Description of the task:
Two lines below mark the span: the one containing "filename crates/nftmarket-types/src/share.rs" and the one containing "seller absorbs the". Set down both, plus every line between, exactly as they stand, and nothing else.

(Records from a data source)
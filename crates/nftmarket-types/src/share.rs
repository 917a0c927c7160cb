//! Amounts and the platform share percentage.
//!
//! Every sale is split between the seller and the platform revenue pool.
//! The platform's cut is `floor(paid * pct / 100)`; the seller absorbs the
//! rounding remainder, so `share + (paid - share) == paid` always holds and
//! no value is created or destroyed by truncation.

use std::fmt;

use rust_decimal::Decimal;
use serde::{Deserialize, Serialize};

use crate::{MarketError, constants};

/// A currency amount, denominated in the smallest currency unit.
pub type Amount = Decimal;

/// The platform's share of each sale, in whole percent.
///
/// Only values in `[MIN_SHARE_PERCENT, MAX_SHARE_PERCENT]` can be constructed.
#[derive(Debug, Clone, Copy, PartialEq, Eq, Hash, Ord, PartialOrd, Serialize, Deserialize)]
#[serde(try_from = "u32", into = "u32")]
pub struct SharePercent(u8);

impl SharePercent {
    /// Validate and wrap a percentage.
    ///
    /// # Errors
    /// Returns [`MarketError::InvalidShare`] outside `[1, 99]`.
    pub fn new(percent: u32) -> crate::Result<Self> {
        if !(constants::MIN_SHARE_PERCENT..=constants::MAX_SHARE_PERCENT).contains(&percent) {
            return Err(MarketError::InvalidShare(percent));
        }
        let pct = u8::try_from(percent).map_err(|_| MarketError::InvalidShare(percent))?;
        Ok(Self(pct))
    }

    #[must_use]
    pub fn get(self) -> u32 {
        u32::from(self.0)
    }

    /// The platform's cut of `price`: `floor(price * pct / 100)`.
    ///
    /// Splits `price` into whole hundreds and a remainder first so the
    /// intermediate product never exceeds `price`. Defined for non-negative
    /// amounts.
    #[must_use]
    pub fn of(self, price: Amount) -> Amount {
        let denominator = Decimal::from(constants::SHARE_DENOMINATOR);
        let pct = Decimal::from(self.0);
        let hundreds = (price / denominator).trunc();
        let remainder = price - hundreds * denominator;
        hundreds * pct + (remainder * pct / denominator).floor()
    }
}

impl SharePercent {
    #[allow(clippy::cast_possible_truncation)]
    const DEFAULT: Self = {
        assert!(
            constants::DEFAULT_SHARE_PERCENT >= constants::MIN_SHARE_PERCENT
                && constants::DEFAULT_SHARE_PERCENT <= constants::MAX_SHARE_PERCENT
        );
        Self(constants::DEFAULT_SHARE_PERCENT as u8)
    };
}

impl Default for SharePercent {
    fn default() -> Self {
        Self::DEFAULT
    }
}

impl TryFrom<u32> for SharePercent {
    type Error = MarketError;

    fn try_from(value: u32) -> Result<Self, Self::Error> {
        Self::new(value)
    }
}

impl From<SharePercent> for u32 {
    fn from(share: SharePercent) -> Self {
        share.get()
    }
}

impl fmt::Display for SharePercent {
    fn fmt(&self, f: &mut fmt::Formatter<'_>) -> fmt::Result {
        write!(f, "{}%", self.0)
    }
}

---

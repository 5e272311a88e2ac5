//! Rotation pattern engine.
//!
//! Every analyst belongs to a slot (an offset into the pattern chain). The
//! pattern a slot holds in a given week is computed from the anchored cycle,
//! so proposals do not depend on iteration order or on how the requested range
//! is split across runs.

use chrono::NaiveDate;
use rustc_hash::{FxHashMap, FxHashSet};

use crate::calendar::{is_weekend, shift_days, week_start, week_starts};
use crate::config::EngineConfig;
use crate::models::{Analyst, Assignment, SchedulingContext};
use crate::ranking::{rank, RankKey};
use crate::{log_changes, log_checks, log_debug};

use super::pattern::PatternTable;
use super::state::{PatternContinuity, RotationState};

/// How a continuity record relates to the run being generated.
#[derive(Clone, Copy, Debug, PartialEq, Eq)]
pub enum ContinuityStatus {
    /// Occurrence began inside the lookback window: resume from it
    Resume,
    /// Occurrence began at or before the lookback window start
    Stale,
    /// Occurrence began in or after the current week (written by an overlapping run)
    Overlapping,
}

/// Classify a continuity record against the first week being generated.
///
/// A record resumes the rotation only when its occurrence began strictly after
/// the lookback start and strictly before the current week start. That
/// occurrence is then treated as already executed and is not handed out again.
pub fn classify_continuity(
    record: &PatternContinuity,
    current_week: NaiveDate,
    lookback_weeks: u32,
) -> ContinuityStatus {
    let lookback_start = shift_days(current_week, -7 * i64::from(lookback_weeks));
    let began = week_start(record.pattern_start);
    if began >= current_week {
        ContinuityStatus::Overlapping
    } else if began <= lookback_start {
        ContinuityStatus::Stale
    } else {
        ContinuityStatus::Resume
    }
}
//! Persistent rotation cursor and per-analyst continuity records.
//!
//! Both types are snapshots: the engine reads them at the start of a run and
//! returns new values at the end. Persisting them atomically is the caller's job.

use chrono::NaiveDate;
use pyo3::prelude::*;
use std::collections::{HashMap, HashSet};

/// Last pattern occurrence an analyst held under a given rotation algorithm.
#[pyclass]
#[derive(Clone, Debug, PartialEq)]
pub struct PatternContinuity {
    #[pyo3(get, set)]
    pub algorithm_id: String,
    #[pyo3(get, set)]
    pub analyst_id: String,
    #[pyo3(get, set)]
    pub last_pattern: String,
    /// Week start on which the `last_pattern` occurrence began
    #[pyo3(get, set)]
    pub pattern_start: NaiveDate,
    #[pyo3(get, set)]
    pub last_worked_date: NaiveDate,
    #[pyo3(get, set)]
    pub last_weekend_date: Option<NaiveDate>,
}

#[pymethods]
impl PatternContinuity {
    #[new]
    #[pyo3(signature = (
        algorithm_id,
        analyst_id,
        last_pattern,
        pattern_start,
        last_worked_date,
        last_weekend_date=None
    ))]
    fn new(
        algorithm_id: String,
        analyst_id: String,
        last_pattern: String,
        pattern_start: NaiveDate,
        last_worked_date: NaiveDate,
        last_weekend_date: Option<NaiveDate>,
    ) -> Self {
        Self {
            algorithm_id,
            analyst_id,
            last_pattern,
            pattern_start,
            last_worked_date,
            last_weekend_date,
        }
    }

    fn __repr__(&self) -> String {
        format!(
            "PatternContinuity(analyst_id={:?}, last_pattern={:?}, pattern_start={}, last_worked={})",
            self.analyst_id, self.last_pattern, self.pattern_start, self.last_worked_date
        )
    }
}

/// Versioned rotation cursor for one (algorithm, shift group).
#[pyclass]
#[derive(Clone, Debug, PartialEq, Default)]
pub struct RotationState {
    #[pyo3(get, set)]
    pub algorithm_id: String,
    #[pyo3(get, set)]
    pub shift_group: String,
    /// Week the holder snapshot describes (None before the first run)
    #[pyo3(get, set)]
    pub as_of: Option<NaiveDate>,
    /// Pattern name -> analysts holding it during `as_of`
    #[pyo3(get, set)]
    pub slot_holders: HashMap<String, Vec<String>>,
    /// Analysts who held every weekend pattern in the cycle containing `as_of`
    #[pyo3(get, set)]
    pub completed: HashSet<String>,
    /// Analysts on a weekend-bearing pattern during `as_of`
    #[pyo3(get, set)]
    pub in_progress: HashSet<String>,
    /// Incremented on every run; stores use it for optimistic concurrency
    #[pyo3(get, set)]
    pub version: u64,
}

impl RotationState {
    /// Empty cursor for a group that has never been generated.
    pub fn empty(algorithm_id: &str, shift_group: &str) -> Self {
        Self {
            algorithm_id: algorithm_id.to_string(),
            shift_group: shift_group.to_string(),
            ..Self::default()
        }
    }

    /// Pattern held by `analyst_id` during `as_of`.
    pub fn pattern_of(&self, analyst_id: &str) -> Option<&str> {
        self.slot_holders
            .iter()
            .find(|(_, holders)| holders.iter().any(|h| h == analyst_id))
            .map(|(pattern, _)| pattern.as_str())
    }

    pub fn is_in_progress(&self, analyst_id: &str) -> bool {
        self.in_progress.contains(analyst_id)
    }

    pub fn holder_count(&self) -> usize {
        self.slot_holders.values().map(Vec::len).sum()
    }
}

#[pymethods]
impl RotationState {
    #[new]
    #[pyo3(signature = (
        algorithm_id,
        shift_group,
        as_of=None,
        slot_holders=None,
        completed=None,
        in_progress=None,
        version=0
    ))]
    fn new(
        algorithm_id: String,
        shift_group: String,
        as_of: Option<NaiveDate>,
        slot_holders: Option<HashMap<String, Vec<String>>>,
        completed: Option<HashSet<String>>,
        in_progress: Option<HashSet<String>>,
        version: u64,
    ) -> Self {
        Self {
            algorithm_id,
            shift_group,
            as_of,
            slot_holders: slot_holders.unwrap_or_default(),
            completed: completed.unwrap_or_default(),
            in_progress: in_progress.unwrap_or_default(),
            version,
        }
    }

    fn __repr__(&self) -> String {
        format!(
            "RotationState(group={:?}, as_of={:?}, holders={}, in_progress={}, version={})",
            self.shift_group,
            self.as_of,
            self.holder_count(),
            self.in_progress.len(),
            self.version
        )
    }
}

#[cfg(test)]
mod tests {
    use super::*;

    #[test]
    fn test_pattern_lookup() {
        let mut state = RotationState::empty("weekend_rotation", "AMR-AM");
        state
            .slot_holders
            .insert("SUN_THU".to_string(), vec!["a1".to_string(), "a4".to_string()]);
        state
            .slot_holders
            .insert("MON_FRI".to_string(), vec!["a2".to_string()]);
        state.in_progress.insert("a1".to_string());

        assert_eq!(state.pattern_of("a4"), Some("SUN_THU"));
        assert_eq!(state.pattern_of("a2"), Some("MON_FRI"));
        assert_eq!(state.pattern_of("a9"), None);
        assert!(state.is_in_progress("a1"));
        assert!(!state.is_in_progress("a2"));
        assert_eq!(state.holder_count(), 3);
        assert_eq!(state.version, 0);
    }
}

Written solution:
filename crates/nftmarket-types/src/share.rs
repository 917a0c927c7160cb
//! Amounts and the platform share percentage.
//!
//! Every sale is split between the seller and the platform revenue pool.
//! The platform's cut is `floor(paid * pct / 100)`; the seller absorbs the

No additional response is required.